Lead author	Davide Paglieri (UCL DARK Lab)
Co-authors	Bartlomiej Cupial, Sam Coward, Ulyana Piterbarg, Maciej Wolczyk, Akbir Khan, Eduardo Pignatelli, Lukasz Kucinski, Lerrel Pinto, Rob Fergus, Jakob N. Foerster, Jack Parker-Holder, Tim Rocktaschel
Affiliated organizations	University College London (DARK Lab), IDEAS NCBR, University of Warsaw, University of Oxford, New York University, Anthropic, Polish Academy of Sciences
Technical details
Type	Agentic reasoning, long-horizon planning, sequential decision making
Modality	Language only (LLM) and vision plus language (VLM)
Task format	Interactive reinforcement learning environments wrapped for natural language action output
Number of environments	6 (BabyAI, Crafter, TextWorld, Baba Is AI, MiniHack, NetHack Learning Environment)
Total tasks	Procedurally generated, unbounded
Primary metric	Average progress percentage (0 to 100), aggregated across environments
Languages	English
Performance
Original SOTA (Nov 2024)	Claude 3.5 Sonnet, 32.6 percent (LLM)
Strong reasoner baseline	DeepSeek-R1, 34.9 percent (Jan 2025)
2026 LLM leader	Gemini 3 Pro family, around 58 percent (Feb 2026)
2026 VLM leader	Gemini 2.5 Pro Exp, 35.7 percent (Apr 2025)
Saturated	No, especially NetHack and MiniHack Boxoban
Resources
Website	balrogai.com
Paper	arXiv:2411.13543
GitHub	balrog-ai/BALROG
Docs	balrog-ai.github.io
License	MIT

BALROG (Benchmarking Agentic LLM and VLM Reasoning On Games) is a benchmark suite for evaluating the agentic capabilities of large language models and vision language models inside long-horizon, procedurally generated game environments. The framework was introduced by Davide Paglieri and collaborators from the UCL DARK Lab, IDEAS NCBR, the University of Warsaw, the University of Oxford, New York University, and Anthropic in a paper first posted to arXiv on 20 November 2024 and accepted as a poster at ICLR 2025. BALROG aggregates six existing reinforcement learning environments, namely BabyAI, Crafter, TextWorld, Baba Is AI, MiniHack, and the NetHack Learning Environment, into a single testbed where models output natural language actions over hundreds or thousands of steps.
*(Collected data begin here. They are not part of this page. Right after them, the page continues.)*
// src/models/mensagens.rs

use chrono::{DateTime, Utc};
use serde::{Deserialize, Serialize};
use serde_json::Value;
use sqlx::FromRow;
use utoipa::{IntoParams, ToSchema};
use validator::{Validate, ValidationError};

use crate::common::error::AppError;

// ---
// Enums (espelham os tipos do Postgres)
// ---

#[derive(Debug, Clone, Copy, PartialEq, Eq, Serialize, Deserialize, sqlx::Type, ToSchema)]
#[sqlx(type_name = "status_atendimento", rename_all = "snake_case")]
#[serde(rename_all = "snake_case")]
pub enum StatusAtendimento {
    Aberto,
    EmAtendimento,
    Finalizado,
}

#[derive(Debug, Clone, Copy, PartialEq, Eq, Serialize, Deserialize, sqlx::Type, ToSchema)]
#[sqlx(type_name = "direcao_mensagem", rename_all = "snake_case")]
#[serde(rename_all = "snake_case")]
pub enum DirecaoMensagem {
    Entrada,
    Saida,
}

impl DirecaoMensagem {
    pub fn parse(valor: &str) -> Option<Self> {
        match valor.trim().to_lowercase().as_str() {
            "entrada" => Some(Self::Entrada),
            "saida" | "saída" => Some(Self::Saida),
            _ => None,
        }
    }
}

#[derive(Debug, Clone, Copy, PartialEq, Eq, Serialize, Deserialize, sqlx::Type, ToSchema)]
#[sqlx(type_name = "tipo_mensagem", rename_all = "snake_case")]
#[serde(rename_all = "snake_case")]
pub enum TipoMensagem {
    Texto,
    Imagem,
    Video,
    Audio,
    Documento,
}

impl TipoMensagem {
    /// Tipo de mídia deduzido do MIME; desconhecido vira documento.
    pub fn pelo_mimetype(mimetype: &str) -> Self {
        let m = mimetype.to_lowercase();
        if m.starts_with("image/") {
            Self::Imagem
        } else if m.starts_with("video/") {
            Self::Video
        } else if m.starts_with("audio/") {
            Self::Audio
        } else {
            Self::Documento
        }
    }

    pub fn parse(valor: &str) -> Option<Self> {
        match valor.trim().to_lowercase().as_str() {
            "texto" | "text" => Some(Self::Texto),
            "imagem" | "image" => Some(Self::Imagem),
            "video" => Some(Self::Video),
            "audio" => Some(Self::Audio),
            "documento" | "document" => Some(Self::Documento),
            _ => None,
        }
    }
}

// ---
// Entidades
// ---

#[derive(Debug, Clone, Serialize, FromRow, ToSchema)]
pub struct Contato {
    pub id: i32,
    pub cod_loja: i32,
    pub telefone: String,
    pub contato: String,
    pub tipo: String,
    pub cliente_codigo: Option<i32>,
    pub created_at: DateTime<Utc>,
    pub updated_at: DateTime<Utc>,
}

#[derive(Debug, Clone, Serialize, FromRow, ToSchema)]
pub struct Atendimento {
    pub id: i32,
    pub cod_loja: i32,
    pub contato_id: i32,
    pub cliente_codigo: Option<i32>,
    pub usuario_id: Option<i32>,
    pub origem: String,
    pub status: StatusAtendimento,
    pub aberto_em: DateTime<Utc>,
    pub iniciado_em: Option<DateTime<Utc>>,
    pub finalizado_em: Option<DateTime<Utc>>,
}

#[derive(Debug, Clone, Serialize, FromRow, ToSchema)]
pub struct Mensagem {
    pub id: i32,
    pub cod_loja: i32,
    pub atendimento_id: i32,
    pub contato_id: i32,
    pub usuario_id: Option<i32>,
    pub direcao: DirecaoMensagem,
    pub tipo: TipoMensagem,
    pub texto: Option<String>,
    pub midia_base64: Option<String>,
    pub mimetype: Option<String>,
    pub id_externo: Option<String>,
    // Corpo bruto do provedor, guardado para auditoria.
    #[serde(skip_serializing)]
    pub payload: Option<Value>,
    pub criado_em: DateTime<Utc>,
}

/// Linha da listagem de atendimentos.
#[derive(Debug, Clone, Serialize, FromRow, ToSchema)]
pub struct AtendimentoResumo {
    #[sqlx(flatten)]
    #[serde(flatten)]
    pub atendimento: Atendimento,
    pub contato_nome: String,
    pub telefone: String,
    pub ultima_mensagem_em: Option<DateTime<Utc>>,
}

/// Mensagem pronta para inserir.
#[derive(Debug, Clone, PartialEq)]
pub struct NovaMensagem {
    pub direcao: DirecaoMensagem,
    pub tipo: TipoMensagem,
    pub texto: Option<String>,
    pub midia_base64: Option<String>,
    pub mimetype: Option<String>,
    pub id_externo: Option<String>,
    pub usuario_id: Option<i32>,
    pub payload: Option<Value>,
}

// ---
// Máquina de estados do atendimento
// ---
//
//   aberto -> em_atendimento -> finalizado
//   aberto -> finalizado
//   em_atendimento -> em_atendimento (mesmo dono)
//
// Nada sai de finalizado.

const MSG_EM_POSSE: &str = "Atendimento em posse de outro usuario.";

impl Atendimento {
    /// Visível para `usuario_id` se não está em atendimento, não tem dono ou é dele.
    pub fn pode_acessar(&self, usuario_id: Option<i32>) -> bool {
        self.status != StatusAtendimento::EmAtendimento
            || self.usuario_id.is_none()
            || self.usuario_id == usuario_id
    }

    pub fn exigir_acesso(&self, usuario_id: Option<i32>) -> Result<(), AppError> {
        if self.pode_acessar(usuario_id) {
            Ok(())
        } else {
            Err(AppError::Forbidden(MSG_EM_POSSE.into()))
        }
    }

    pub fn validar_envio(&self, usuario_id: i32) -> Result<(), AppError> {
        self.exigir_acesso(Some(usuario_id))?;
        if self.status == StatusAtendimento::Finalizado {
            return Err(AppError::BadRequest(
                "Atendimento finalizado. Nao e possivel enviar mensagens.".into(),
            ));
        }
        Ok(())
    }

    pub fn iniciar(&mut self, usuario_id: i32, agora: DateTime<Utc>) -> Result<(), AppError> {
        match self.status {
            StatusAtendimento::Finalizado => Err(AppError::BadRequest(
                "Atendimento finalizado. Nao e possivel iniciar.".into(),
            )),
            StatusAtendimento::EmAtendimento if self.usuario_id.is_some_and(|dono| dono != usuario_id) => {
                Err(AppError::Conflict(
                    "Atendimento ja esta em atendimento por outro usuario.".into(),
                ))
            }
            _ => {
                self.status = StatusAtendimento::EmAtendimento;
                self.usuario_id = Some(usuario_id);
                self.iniciado_em.get_or_insert(agora);
                Ok(())
            }
        }
    }

    /// Idempotente: um `finalizado_em` existente é preservado.
    pub fn finalizar(&mut self, usuario_id: Option<i32>, agora: DateTime<Utc>) -> Result<(), AppError> {
        if usuario_id.is_some() {
            self.exigir_acesso(usuario_id)?;
        }
        self.status = StatusAtendimento::Finalizado;
        self.finalizado_em.get_or_insert(agora);
        Ok(())
    }
}

// ---
// Payloads
// ---

fn validar_conteudo(payload: &EnviarMensagemPayload) -> Result<(), ValidationError> {
    let tem_texto = payload.texto.as_deref().is_some_and(|t| !t.trim().is_empty());
    if tem_texto || payload.midia_base64.is_some() || payload.payload.is_some() {
        return Ok(());
    }
    let mut err = ValidationError::new("conteudo");
    err.message = Some("Informe texto ou midia.".into());
    Err(err)
}

#[derive(Debug, Deserialize, Validate, ToSchema)]
#[validate(schema(function = "validar_conteudo"))]
pub struct EnviarMensagemPayload {
    #[validate(required(message = "cod_loja, atendimento_id e usuario_id sao obrigatorios."))]
    pub cod_loja: Option<i32>,

    #[validate(required(message = "cod_loja, atendimento_id e usuario_id sao obrigatorios."))]
    pub atendimento_id: Option<i32>,

    #[validate(required(message = "cod_loja, atendimento_id e usuario_id sao obrigatorios."))]
    pub usuario_id: Option<i32>,

    pub texto: Option<String>,
    pub midia_base64: Option<String>,
    pub mimetype: Option<String>,
    pub tipo: Option<TipoMensagem>,
    pub direcao: Option<DirecaoMensagem>,
    pub id_externo: Option<String>,

    #[serde(default)]
    pub iniciar_atendimento: bool,

    #[schema(value_type = Option<Object>)]
    pub payload: Option<Value>,
}

impl EnviarMensagemPayload {
    pub fn nova_mensagem(&self, usuario_id: i32) -> NovaMensagem {
        let tipo = self.tipo.unwrap_or_else(|| match (&self.midia_base64, &self.mimetype) {
            (Some(_), Some(mimetype)) => TipoMensagem::pelo_mimetype(mimetype),
            (Some(_), None) => TipoMensagem::Documento,
            _ => TipoMensagem::Texto,
        });

        NovaMensagem {
            direcao: self.direcao.unwrap_or(DirecaoMensagem::Saida),
            tipo,
            texto: self.texto.clone(),
            midia_base64: self.midia_base64.clone(),
            mimetype: self.mimetype.clone(),
            id_externo: self.id_externo.clone(),
            usuario_id: Some(usuario_id),
            payload: self.payload.clone(),
        }
    }
}

#[derive(Debug, Deserialize, Validate, ToSchema)]
pub struct IniciarAtendimentoPayload {
    #[validate(required(message = "cod_loja e cod_usuario sao obrigatorios."))]
    pub cod_loja: Option<i32>,

    #[validate(required(message = "cod_loja e cod_usuario sao obrigatorios."))]
    pub cod_usuario: Option<i32>,
}

#[derive(Debug, Deserialize, Validate, ToSchema)]
pub struct FinalizarAtendimentoPayload {
    #[validate(required(message = "cod_loja e obrigatorio."))]
    pub cod_loja: Option<i32>,

    pub cod_usuario: Option<i32>,
}

#[derive(Debug, Deserialize, IntoParams)]
#[into_params(parameter_in = Query)]
pub struct ListarAtendimentosQuery {
    pub cod_loja: i32,
    pub cod_usuario: Option<i32>,
    pub status: Option<StatusAtendimento>,
    pub limit: Option<i64>,
    pub offset: Option<i64>,
}

#[derive(Debug, Deserialize, IntoParams)]
#[into_params(parameter_in = Query)]
pub struct ListarMensagensQuery {
    pub cod_loja: i32,
    pub cod_usuario: Option<i32>,
    pub limit: Option<i64>,
    pub offset: Option<i64>,
    /// Só mensagens com id maior (sincronização incremental).
    pub apos_id: Option<i32>,
}

// ---
// Respostas
// ---

#[derive(Debug, Serialize, ToSchema)]
pub struct MensagemRegistrada {
    pub message: String,
    pub atendimento_id: i32,
    pub mensagem_id: i32,
    pub status_atendimento: StatusAtendimento,
}

#[derive(Debug, Serialize, ToSchema)]
pub struct WebhookProcessado {
    pub message: String,
    pub atendimento_id: i32,
    pub mensagem_id: i32,
    pub contato_id: i32,
    pub novo_atendimento: bool,
}

#[derive(Debug, Serialize, ToSchema)]
pub struct WebhookIgnorado {
    pub message: String,
    pub ignorado: bool,
}

#[derive(Debug, Serialize, ToSchema)]
pub struct MensagensDoAtendimento {
    pub total: i64,
    pub data: Vec<Mensagem>,
    pub atendimento: Atendimento,
    #[serde(rename = "nextOffset")]
    pub next_offset: Option<i64>,
}

#[derive(Debug, Serialize, ToSchema)]
pub struct MensagensDoContato {
    pub total: i64,
    pub data: Vec<Mensagem>,
    pub contato: Contato,
    #[serde(rename = "nextOffset")]
    pub next_offset: Option<i64>,
}

#[cfg(test)]
mod tests {
    use super::*;

    fn atendimento(status: StatusAtendimento, usuario_id: Option<i32>) -> Atendimento {
        Atendimento {
            id: 1,
            cod_loja: 1,
            contato_id: 1,
            cliente_codigo: None,
            usuario_id,
            origem: "whatsapp".into(),
            status,
            aberto_em: Utc::now(),
            iniciado_em: None,
            finalizado_em: None,
        }
    }

    #[test]
    fn visibilidade() {
        assert!(atendimento(StatusAtendimento::Aberto, None).pode_acessar(Some(2)));
        assert!(atendimento(StatusAtendimento::EmAtendimento, None).pode_acessar(Some(2)));
        assert!(atendimento(StatusAtendimento::EmAtendimento, Some(2)).pode_acessar(Some(2)));
        assert!(!atendimento(StatusAtendimento::EmAtendimento, Some(1)).pode_acessar(Some(2)));
        assert!(!atendimento(StatusAtendimento::EmAtendimento, Some(1)).pode_acessar(None));
        assert!(atendimento(StatusAtendimento::Finalizado, Some(1)).pode_acessar(Some(2)));
    }

    #[test]
    fn iniciar_atribui_dono_e_preserva_primeiro_inicio() {
        let mut a = atendimento(StatusAtendimento::Aberto, None);
        let primeiro = Utc::now();
        a.iniciar(7, primeiro).unwrap();
        assert_eq!(a.status, StatusAtendimento::EmAtendimento);
        assert_eq!(a.usuario_id, Some(7));

        a.iniciar(7, primeiro + chrono::Duration::minutes(5)).unwrap();
        assert_eq!(a.iniciado_em, Some(primeiro));
    }

    #[test]
    fn iniciar_em_posse_de_outro_e_conflito() {
        let mut a = atendimento(StatusAtendimento::EmAtendimento, Some(1));
        assert!(matches!(a.iniciar(2, Utc::now()), Err(AppError::Conflict(_))));
    }

    #[test]
    fn finalizado_nao_reinicia_nem_recebe_envio() {
        let mut a = atendimento(StatusAtendimento::Finalizado, None);
        assert!(matches!(a.iniciar(2, Utc::now()), Err(AppError::BadRequest(_))));
        assert!(matches!(a.validar_envio(2), Err(AppError::BadRequest(_))));
    }

    #[test]
    fn envio_por_outro_usuario_e_proibido() {
        let a = atendimento(StatusAtendimento::EmAtendimento, Some(1));
        assert!(matches!(a.validar_envio(2), Err(AppError::Forbidden(_))));
        assert!(a.validar_envio(1).is_ok());
    }

    #[test]
    fn finalizar_e_idempotente() {
        let mut a = atendimento(StatusAtendimento::EmAtendimento, Some(1));
        let primeiro = Utc::now();
        a.finalizar(Some(1), primeiro).unwrap();
        a.finalizar(None, primeiro + chrono::Duration::hours(1)).unwrap();
        assert_eq!(a.status, StatusAtendimento::Finalizado);
        assert_eq!(a.finalizado_em, Some(primeiro));
    }

    #[test]
    fn finalizar_por_outro_dono_e_proibido() {
        let mut a = atendimento(StatusAtendimento::EmAtendimento, Some(1));
        assert!(matches!(a.finalizar(Some(2), Utc::now()), Err(AppError::Forbidden(_))));
        assert_eq!(a.status, StatusAtendimento::EmAtendimento);
    }

    #[test]
    fn refinalizar_por_outro_usuario_mantem_o_registro() {
        let mut a = atendimento(StatusAtendimento::Finalizado, Some(1));
        let fechado_em = Utc::now() - chrono::Duration::hours(2);
        a.finalizado_em = Some(fechado_em);

        assert!(a.pode_acessar(Some(2)));
        a.finalizar(Some(2), Utc::now()).unwrap();
        assert_eq!(a.status, StatusAtendimento::Finalizado);
        assert_eq!(a.usuario_id, Some(1));
        assert_eq!(a.finalizado_em, Some(fechado_em));
    }

    #[test]
    fn aberto_pode_ser_finalizado_direto() {
        let mut a = atendimento(StatusAtendimento::Aberto, None);
        a.finalizar(Some(3), Utc::now()).unwrap();
        assert_eq!(a.status, StatusAtendimento::Finalizado);
        assert_eq!(a.usuario_id, None);
    }

    #[test]
    fn tipo_deduzido_da_midia() {
        let payload: EnviarMensagemPayload = serde_json::from_str(
            r#"{"cod_loja": 1, "atendimento_id": 2, "usuario_id": 3, "midia_base64": "AAAA", "mimetype": "image/png"}"#,
        )
        .unwrap();
        assert!(payload.validate().is_ok());
        let nova = payload.nova_mensagem(3);
        assert_eq!(nova.tipo, TipoMensagem::Imagem);
        assert_eq!(nova.direcao, DirecaoMensagem::Saida);
    }

    #[test]
    fn envio_sem_conteudo_e_invalido() {
        let payload: EnviarMensagemPayload =
            serde_json::from_str(r#"{"cod_loja": 1, "atendimento_id": 2, "usuario_id": 3, "texto": "  "}"#).unwrap();
        assert!(payload.validate().is_err());
    }
}
// src/models/loja.rs

use chrono::{DateTime, Utc};
use serde::{Deserialize, Serialize};
use sqlx::FromRow;
use utoipa::ToSchema;
use validator::Validate;

use crate::common::{
    campo::{self, tri_state, Campo},
    reconcile::{Chave, EntradaCadastro, Reconciliavel},
};

#[derive(Debug, Clone, Serialize, FromRow, ToSchema)]
pub struct Loja {
    pub id: i32,
    pub codigo: i32,
    pub nome: String,
    pub cidade: String,
    pub evolution_url: Option<String>,
    pub evolution_instancia: Option<String>,
    // Credencial do webhook; nunca sai na resposta.
    #[serde(skip_serializing)]
    pub evolution_apikey: Option<String>,
    pub created_at: DateTime<Utc>,
    pub updated_at: DateTime<Utc>,
}

/// Resumo devolvido no login e na listagem de usuários.
#[derive(Debug, Clone, Serialize, FromRow, ToSchema)]
pub struct LojaResumo {
    pub codigo: i32,
    pub nome: String,
    pub cidade: String,
}

impl From<&Loja> for LojaResumo {
    fn from(loja: &Loja) -> Self {
        Self {
            codigo: loja.codigo,
            nome: loja.nome.clone(),
            cidade: loja.cidade.clone(),
        }
    }
}

const OBRIGATORIOS_LOJA: &str = "Campos obrigatorios: codigo, nome e cidade.";

#[derive(Debug, Deserialize, Validate, ToSchema)]
pub struct LojaInput {
    #[validate(
        required(message = "Campos obrigatorios: codigo, nome e cidade."),
        range(min = 1, message = "codigo deve ser inteiro positivo.")
    )]
    pub codigo: Option<i32>,

    #[validate(
        required(message = "Campos obrigatorios: codigo, nome e cidade."),
        length(min = 1, message = "nome nao pode ser vazio.")
    )]
    pub nome: Option<String>,

    #[validate(
        required(message = "Campos obrigatorios: codigo, nome e cidade."),
        length(min = 1, message = "cidade nao pode ser vazia.")
    )]
    pub cidade: Option<String>,

    #[serde(default, deserialize_with = "tri_state")]
    #[schema(value_type = Option<String>)]
    pub evolution_url: Campo<String>,

    #[serde(default, deserialize_with = "tri_state")]
    #[schema(value_type = Option<String>)]
    pub evolution_instancia: Campo<String>,

    #[serde(default, deserialize_with = "tri_state")]
    #[schema(value_type = Option<String>)]
    pub evolution_apikey: Campo<String>,
}

#[derive(Debug, Clone)]
pub struct LojaCadastro {
    pub codigo: i32,
    pub nome: String,
    pub cidade: String,
    pub evolution_url: Campo<String>,
    pub evolution_instancia: Campo<String>,
    pub evolution_apikey: Campo<String>,
}

impl EntradaCadastro for LojaInput {
    type Registro = LojaCadastro;

    const CAMPOS_OBRIGATORIOS: &'static str = OBRIGATORIOS_LOJA;
    const MENSAGEM_VAZIO: &'static str = "Nenhuma loja informada.";
    const MENSAGEM_SUCESSO: &'static str = "Lojas processadas com sucesso.";

    fn em_registro(self) -> Option<LojaCadastro> {
        Some(LojaCadastro {
            codigo: self.codigo?,
            nome: self.nome?,
            cidade: self.cidade?,
            evolution_url: self.evolution_url,
            evolution_instancia: self.evolution_instancia,
            evolution_apikey: self.evolution_apikey,
        })
    }
}

// A loja é o próprio escopo: um array nunca remove lojas não citadas.
impl Reconciliavel for LojaCadastro {
    type Existente = Loja;
    const ENTIDADE: &'static str = "Loja";

    fn chave(&self) -> Chave {
        Chave::new(self.codigo, self.codigo)
    }

    fn chave_existente(existente: &Loja) -> Chave {
        Chave::new(existente.codigo, existente.codigo)
    }

    fn difere(&self, existente: &Loja) -> bool {
        self.nome != existente.nome
            || self.cidade != existente.cidade
            || campo::alterado(&self.evolution_url, &existente.evolution_url)
            || campo::alterado(&self.evolution_instancia, &existente.evolution_instancia)
            || campo::alterado(&self.evolution_apikey, &existente.evolution_apikey)
    }

    fn mensagem_duplicado(chave: Chave) -> String {
        format!("Loja duplicada no payload para codigo {}.", chave.codigo)
    }
}

/// `PUT /lojas/{id}`: campos ausentes mantêm o valor atual.
#[derive(Debug, Deserialize, Validate, ToSchema)]
pub struct AtualizarLojaPayload {
    #[validate(length(min = 1, message = "nome nao pode ser vazio."))]
    pub nome: Option<String>,

    #[validate(length(min = 1, message = "cidade nao pode ser vazia."))]
    pub cidade: Option<String>,

    #[serde(default, deserialize_with = "tri_state")]
    #[schema(value_type = Option<String>)]
    pub evolution_url: Campo<String>,

    #[serde(default, deserialize_with = "tri_state")]
    #[schema(value_type = Option<String>)]
    pub evolution_instancia: Campo<String>,

    #[serde(default, deserialize_with = "tri_state")]
    #[schema(value_type = Option<String>)]
    pub evolution_apikey: Campo<String>,
}

#[cfg(test)]
mod tests {
    use super::*;

    fn loja() -> Loja {
        Loja {
            id: 1,
            codigo: 10,
            nome: "Centro".into(),
            cidade: "Campinas".into(),
            evolution_url: Some("https://evo.local".into()),
            evolution_instancia: Some("loja10".into()),
            evolution_apikey: Some("chave".into()),
            created_at: Utc::now(),
            updated_at: Utc::now(),
        }
    }

    fn cadastro() -> LojaCadastro {
        LojaCadastro {
            codigo: 10,
            nome: "Centro".into(),
            cidade: "Campinas".into(),
            evolution_url: None,
            evolution_instancia: None,
            evolution_apikey: None,
        }
    }

    #[test]
    fn campos_ausentes_nao_geram_atualizacao() {
        assert!(!cadastro().difere(&loja()));
    }

    #[test]
    fn nulo_explicito_limpa_credencial() {
        let mut c = cadastro();
        c.evolution_apikey = Some(None);
        assert!(c.difere(&loja()));
    }

    #[test]
    fn loja_e_seu_proprio_escopo() {
        assert_eq!(cadastro().chave(), Chave::new(10, 10));
        assert_eq!(
            LojaCadastro::mensagem_duplicado(Chave::new(10, 10)),
            "Loja duplicada no payload para codigo 10."
        );
    }

    #[test]
    fn apikey_nao_e_serializada() {
        let json = serde_json::to_value(loja()).unwrap();
        assert!(json.get("evolution_apikey").is_none());
        assert_eq!(json["codigo"], 10);
    }
}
The headline finding from the original paper is that frontier models complete only a fraction of these tasks and that several vision language systems perform worse when given a picture of the environment than when given a textual description of the same state.

Background and motivation

The motivation for BALROG is rooted in a gap that the authors identify between claims about agentic AI and the empirical evaluation of those claims. Standard agent benchmarks such as WebArena, SWE-bench, and OSWorld tend to test sequences of a few dozen interactions inside a single domain, while realistic autonomous behaviors require ordered planning over orders of magnitude more steps with strong credit assignment. The team argues that games offer a natural laboratory for this kind of evaluation because they impose long horizons, sparse rewards, stochastic dynamics, and clear win conditions that cannot be passed by memorizing a static answer set.

A second motivation is the difficulty curve of the chosen environments. The authors deliberately span tasks that a non-expert can finish in seconds, such as picking up a key in BabyAI, to tasks that take expert humans years to master, such as ascending in NetHack. This range allows the benchmark to remain unsaturated as models improve. Performance is reported per environment on a 0 to 100 scale, so a single number captures whether a model is making consistent progress everywhere or only on the easiest games.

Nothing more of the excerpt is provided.